Dataset extract:
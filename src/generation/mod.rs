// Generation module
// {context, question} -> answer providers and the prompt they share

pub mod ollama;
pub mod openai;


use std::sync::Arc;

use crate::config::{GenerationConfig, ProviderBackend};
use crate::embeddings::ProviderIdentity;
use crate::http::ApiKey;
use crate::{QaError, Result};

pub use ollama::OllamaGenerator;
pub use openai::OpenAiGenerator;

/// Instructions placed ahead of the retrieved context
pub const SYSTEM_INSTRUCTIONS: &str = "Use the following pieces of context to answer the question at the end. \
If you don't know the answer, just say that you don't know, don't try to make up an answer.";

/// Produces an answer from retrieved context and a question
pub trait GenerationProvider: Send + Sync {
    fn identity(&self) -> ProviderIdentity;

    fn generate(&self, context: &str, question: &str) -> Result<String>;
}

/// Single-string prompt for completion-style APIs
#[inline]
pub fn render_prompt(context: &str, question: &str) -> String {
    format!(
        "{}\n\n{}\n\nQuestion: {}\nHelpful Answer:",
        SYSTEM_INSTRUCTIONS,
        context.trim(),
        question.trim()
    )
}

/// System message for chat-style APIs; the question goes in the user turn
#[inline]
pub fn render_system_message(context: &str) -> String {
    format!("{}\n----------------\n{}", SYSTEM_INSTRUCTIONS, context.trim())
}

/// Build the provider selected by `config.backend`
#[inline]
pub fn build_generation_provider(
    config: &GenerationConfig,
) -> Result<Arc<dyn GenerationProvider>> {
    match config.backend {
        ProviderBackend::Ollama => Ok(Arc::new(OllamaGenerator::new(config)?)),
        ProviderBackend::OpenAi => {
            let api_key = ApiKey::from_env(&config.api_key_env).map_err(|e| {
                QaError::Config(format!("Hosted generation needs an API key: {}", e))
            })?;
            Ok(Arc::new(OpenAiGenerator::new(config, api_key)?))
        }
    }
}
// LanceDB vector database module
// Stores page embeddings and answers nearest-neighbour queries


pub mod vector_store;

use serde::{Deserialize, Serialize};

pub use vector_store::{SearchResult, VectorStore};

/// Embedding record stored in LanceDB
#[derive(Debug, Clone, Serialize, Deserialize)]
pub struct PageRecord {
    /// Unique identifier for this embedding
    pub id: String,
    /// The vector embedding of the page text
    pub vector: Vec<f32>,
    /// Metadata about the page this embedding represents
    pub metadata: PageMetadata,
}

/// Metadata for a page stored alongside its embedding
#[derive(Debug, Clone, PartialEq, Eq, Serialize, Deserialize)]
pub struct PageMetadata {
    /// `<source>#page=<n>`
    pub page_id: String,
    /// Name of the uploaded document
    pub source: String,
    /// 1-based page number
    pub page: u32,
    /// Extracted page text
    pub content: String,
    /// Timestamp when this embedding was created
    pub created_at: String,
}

Work required: Each entry above should be restated exactly as supplied.

Task solution:
filename src/generation/mod.rs
// Generation module
// {context, question} -> answer providers and the prompt they share

pub mod ollama;
pub mod openai;


use std::sync::Arc;

use crate::config::{GenerationConfig, ProviderBackend};
use crate::embeddings::ProviderIdentity;
use crate::http::ApiKey;
use crate::{QaError, Result};

pub use ollama::OllamaGenerator;
pub use openai::OpenAiGenerator;

/// Instructions placed ahead of the retrieved context
pub const SYSTEM_INSTRUCTIONS: &str = "Use the following pieces of context to answer the question at the end. \
If you don't know the answer, just say that you don't know, don't try to make up an answer.";

/// Produces an answer from retrieved context and a question
pub trait GenerationProvider: Send + Sync {
    fn identity(&self) -> ProviderIdentity;

    fn generate(&self, context: &str, question: &str) -> Result<String>;
}

/// Single-string prompt for completion-style APIs
#[inline]
pub fn render_prompt(context: &str, question: &str) -> String {
    format!(
        "{}\n\n{}\n\nQuestion: {}\nHelpful Answer:",
        SYSTEM_INSTRUCTIONS,
        context.trim(),
        question.trim()
    )
}

/// System message for chat-style APIs; the question goes in the user turn
#[inline]
pub fn render_system_message(context: &str) -> String {
    format!("{}\n----------------\n{}", SYSTEM_INSTRUCTIONS, context.trim())
}

/// Build the provider selected by `config.backend`
#[inline]
pub fn build_generation_provider(
    config: &GenerationConfig,
) -> Result<Arc<dyn GenerationProvider>> {
    match config.backend {
        ProviderBackend::Ollama => Ok(Arc::new(OllamaGenerator::new(config)?)),
        ProviderBackend::OpenAi => {
            let api_key = ApiKey::from_env(&config.api_key_env).map_err(|e| {
                QaError::Config(format!("Hosted generation needs an API key: {}", e))
            })?;
            Ok(Arc::new(OpenAiGenerator::new(config, api_key)?))
        }
    }
}
// LanceDB vector database module
// Stores page embeddings and answers nearest-neighbour queries


pub mod vector_store;

use serde::{Deserialize, Serialize};

pub use vector_store::{SearchResult, VectorStore};

/// Embedding record stored in LanceDB
#[derive(Debug, Clone, Serialize, Deserialize)]
pub struct PageRecord {
    /// Unique identifier for this embedding
    pub id: String,
    /// The vector embedding of the page text
    pub vector: Vec<f32>,
    /// Metadata about the page this embedding represents
    pub metadata: PageMetadata,
}

/// Metadata for a page stored alongside its embedding
#[derive(Debug, Clone, PartialEq, Eq, Serialize, Deserialize)]
pub struct PageMetadata {
    /// `<source>#page=<n>`
    pub page_id: String,
    /// Name of the uploaded document
    pub source: String,
    /// 1-based page number
    pub page: u32,
    /// Extracted page text
    pub content: String,
    /// Timestamp when this embedding was created
    pub created_at: String,
}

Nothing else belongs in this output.